No Sense of Urgency at the Nursing Home or Dogs Are More Fun Than Old People

When I get old, I hope someone leaves me at the kennel instead of a nursing home. I think I’ll get better care.

Nearly every day I turn on the news and someone had rescued a bunch of neglected dogs and lots of people come forward to feed them and nurse them back to good health. If there’s a flood, a power outage, a hurricane, an economic crisis — big pleas go out for help to take care of the misplaced pets.

Friday night,  I go to mom’s nursing home and they are serving peanut butter. Hey –don’t you guys know the big recall of peanut butter included shipments to nursing homes? What reassurance do we have that the kitchen has checked out the source? My mom’s “meal preference” says “no chicken.” Yet she was given a chicken sandwich on Thursday night.

At the kennel, dogs are walked and played with (for an extra fee), fed, oooed and aawed over.

I bet the pet food with peanut butter has been pitched at the kennel.

At the nursing home, patients are talked at:

“How’s your dinner?”

“What?”

“Good, I’m glad  you liked it.”

Mom can’t pull chicken off the bone when you serve the drummies. It’s not that she doesn’t like chicken. But  you’re not listening anyway — as you serve her chicken soup, chicken sandwiches, etc.

“Your mom keeps crying. We need to do something about her meds.”

Yea…like get ’em down her throat. Thursday nite, they plopped out on the floor. Friday — I wheeled her down to your station and showed you she had a full mouth of meds sitting on her tongue. I got ’em down her throat. ICE CREAM works better than apple sauce. It also takes more than one spoonful. You’re probably not supposed to be crushing all of those meds in the first place. Does anybody read the warnings?

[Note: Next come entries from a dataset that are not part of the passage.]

use crate::errors::Result;
use crate::io::writers::{JsonWriter, MarkdownWriter, TerminalWriter};
use crate::orchestrator::Report;
use serde::{Deserialize, Serialize};
use std::io::Write;

#[derive(Debug, Clone, Copy, Default, PartialEq, Eq, Serialize, Deserialize, clap::ValueEnum)]
#[serde(rename_all = "lowercase")]
pub enum OutputFormat {
    Json,
    Markdown,
    #[default]
    Terminal,
}

pub trait ReportWriter {
    fn write_report(&mut self, report: &Report) -> Result<()>;
}

/// Writer for `format` emitting into `out`. Terminal colors follow the
/// process-wide `colored` override.
pub fn create_writer(format: OutputFormat, out: Box<dyn Write>) -> Box<dyn ReportWriter> {
    match format {
        OutputFormat::Json => Box::new(JsonWriter::new(out)),
        OutputFormat::Markdown => Box::new(MarkdownWriter::new(out)),
        OutputFormat::Terminal => Box::new(TerminalWriter::new(out)),
    }
}
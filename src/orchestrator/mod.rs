//! Ties a [`Repository`] to the differ and the analyzers.
//!
//! Each operation selects files through the repository and runs one engine.
//! [`Report`] wraps the typed results for the writers. Nothing is cached
//! between calls.

mod report;

pub use report::{FileDiffView, Report};

use crate::analyzers;
use crate::config::AnalysisConfig;
use crate::core::{
    AuthorActivity, ComplexityRow, DuplicateGroup, FileTypeRow, PerformanceRow, SecurityFinding,
};
use crate::diff::{opcodes, rows_from_ops, split_lines};
use crate::errors::{AnalysisResults, Result};
use crate::io::walker::has_extension;
use crate::io::FileSet;
use crate::vcs::{BranchInfo, CommitSummary, Repository, RepositoryStatus};
use std::path::{Path, PathBuf};
use tracing::{info, info_span};

/// Bucket for tracked files without an extension.
pub const NO_EXTENSION: &str = "(none)";

/// Commits shown by `history` when no limit is given.
pub const DEFAULT_HISTORY_LIMIT: usize = 10;

pub struct AnalysisOrchestrator<R: Repository> {
    repo: R,
    config: AnalysisConfig,
}

impl<R: Repository> AnalysisOrchestrator<R> {
    pub fn new(repo: R, config: AnalysisConfig) -> Self {
        Self { repo, config }
    }

    /// Tracked files whose name ends with one of the configured extensions.
    pub fn code_files(&self) -> Result<FileSet> {
        let files = self
            .repo
            .list_tracked_files()?
            .into_iter()
            .filter(|file| has_extension(file, &self.config.extensions))
            .collect();
        Ok(FileSet::rooted(self.repo.workdir(), files))
    }

    /// An explicit file is read as given; otherwise every code file.
    fn select_files(&self, file: Option<&Path>) -> Result<FileSet> {
        match file {
            Some(file) => Ok(FileSet::from_paths([file])),
            None => self.code_files(),
        }
    }

    /// Side-by-side views of the changes introduced by `revision`.
    pub fn diff_revision(
        &self,
        revision: Option<&str>,
        path: Option<&Path>,
    ) -> Result<Vec<FileDiffView>> {
        let _span = info_span!("diff", revision = revision.unwrap_or("HEAD")).entered();

        let files: Vec<FileDiffView> = self
            .repo
            .file_diff(revision, path)?
            .into_iter()
            .map(|change| {
                let old = split_lines(&change.old_content);
                let new = split_lines(&change.new_content);
                let ops = opcodes(&old, &new);
                let rows = rows_from_ops(&old, &new, &ops);
                FileDiffView {
                    old_path: change.old_path,
                    new_path: change.new_path,
                    ops,
                    rows,
                }
            })
            .collect();

        info!(files = files.len(), "diff complete");
        Ok(files)
    }

    /// Duplicate fragments across all code files. `min_length` falls back
    /// to the configured window.
    pub fn find_duplicates(
        &self,
        min_length: Option<usize>,
    ) -> Result<AnalysisResults<DuplicateGroup>> {
        let min_length = min_length.unwrap_or(self.config.min_duplicate_lines);
        let _span = info_span!("duplicates", min_length).entered();

        let files = self.code_files()?;
        let results = analyzers::find_duplicates(&files, min_length)?;
        info!(
            files = files.len(),
            groups = results.success_count(),
            failures = results.failure_count(),
            complete = results.is_complete_success(),
            "duplicate scan complete"
        );
        Ok(results)
    }

    pub fn analyze_complexity(&self, file: Option<&Path>) -> Result<AnalysisResults<ComplexityRow>> {
        let _span = info_span!("complexity").entered();
        let files = self.select_files(file)?;
        let results = analyzers::analyze_complexity(&files);
        info!(
            files = files.len(),
            failures = results.failure_count(),
            complete = results.is_complete_success(),
            "complexity scan complete"
        );
        Ok(results)
    }

    pub fn analyze_performance(
        &self,
        file: Option<&Path>,
    ) -> Result<AnalysisResults<PerformanceRow>> {
        let _span = info_span!("performance").entered();
        let files = self.select_files(file)?;
        let results = analyzers::analyze_performance(&files);
        info!(
            files = files.len(),
            failures = results.failure_count(),
            complete = results.is_complete_success(),
            "performance scan complete"
        );
        Ok(results)
    }

    pub fn analyze_security(
        &self,
        file: Option<&Path>,
    ) -> Result<AnalysisResults<SecurityFinding>> {
        let _span = info_span!("security").entered();
        let files = self.select_files(file)?;
        let results = analyzers::analyze_security(&files);
        info!(
            files = files.len(),
            findings = results.success_count(),
            failures = results.failure_count(),
            complete = results.is_complete_success(),
            "security scan complete"
        );
        Ok(results)
    }

    /// Count tracked files by extension, most common first.
    pub fn file_types(&self) -> Result<Vec<FileTypeRow>> {
        let _span = info_span!("file_types").entered();
        let files = self.repo.list_tracked_files()?;
        Ok(file_type_rows(&files))
    }

    /// Most recent commits, [`DEFAULT_HISTORY_LIMIT`] unless `limit` is set.
    pub fn history(&self, limit: Option<usize>) -> Result<Vec<CommitSummary>> {
        let limit = limit.unwrap_or(DEFAULT_HISTORY_LIMIT);
        let _span = info_span!("history", limit).entered();
        self.repo.history(Some(limit))
    }

    /// Commits per author over the whole history, busiest first.
    pub fn author_activity(&self) -> Result<Vec<AuthorActivity>> {
        let _span = info_span!("activity").entered();
        let commits = self.repo.history(None)?;
        info!(commits = commits.len(), "history loaded");
        Ok(author_activity(&commits))
    }

    pub fn branches(&self) -> Result<Vec<BranchInfo>> {
        self.repo.branches()
    }

    pub fn status(&self) -> Result<RepositoryStatus> {
        self.repo.status()
    }
}

/// Ties keep the order in which authors first appear in `commits`.
fn author_activity(commits: &[CommitSummary]) -> Vec<AuthorActivity> {
    let mut rows: Vec<AuthorActivity> = Vec::new();
    for commit in commits {
        match rows.iter_mut().find(|row| row.author == commit.author) {
            Some(row) => row.commits += 1,
            None => rows.push(AuthorActivity {
                author: commit.author.clone(),
                commits: 1,
            }),
        }
    }
    rows.sort_by(|a, b| b.commits.cmp(&a.commits));
    rows
}

/// Lowercased `.ext` of `path`, or [`NO_EXTENSION`].
fn extension_key(path: &Path) -> String {
    path.extension()
        .map(|ext| format!(".{}", ext.to_string_lossy().to_lowercase()))
        .unwrap_or_else(|| NO_EXTENSION.to_string())
}

/// Ties keep first-seen order.
fn file_type_rows(files: &[PathBuf]) -> Vec<FileTypeRow> {
    let mut counts: Vec<(String, usize)> = Vec::new();
    for file in files {
        let key = extension_key(file);
        match counts.iter_mut().find(|(ext, _)| *ext == key) {
            Some((_, count)) => *count += 1,
            None => counts.push((key, 1)),
        }
    }
    counts.sort_by(|a, b| b.1.cmp(&a.1));

    let total = files.len() as f64;
    counts
        .into_iter()
        .map(|(extension, count)| FileTypeRow {
            extension,
            count,
            percentage: count as f64 / total * 100.0,
        })
        .collect()
}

Last night after dinner Mrs. G. is sitting in her room and she tells me she has a new problem.  She just got out of the hospital last week. She  hasn’t had her oxygen all day. Someone’s supposed to come. soon.  I guess her daughter was celebrating Valentine’s Day. She came in the afternoon and the flower arrangement was lovely. She usually comes after dinner. I see the aide and ask about the oxygen. “The nurse is going to take care of that.”

Mrs. G said her eyes are blurry. Eyes need oxygen. It’s even more important as you age. I go home wondering about the connection. I look it up this morning on the Internet. What kind of nurses are these? Who’s training them? Who cares about the elderly?

Give me the life of a dog. It’s gotta be better than this.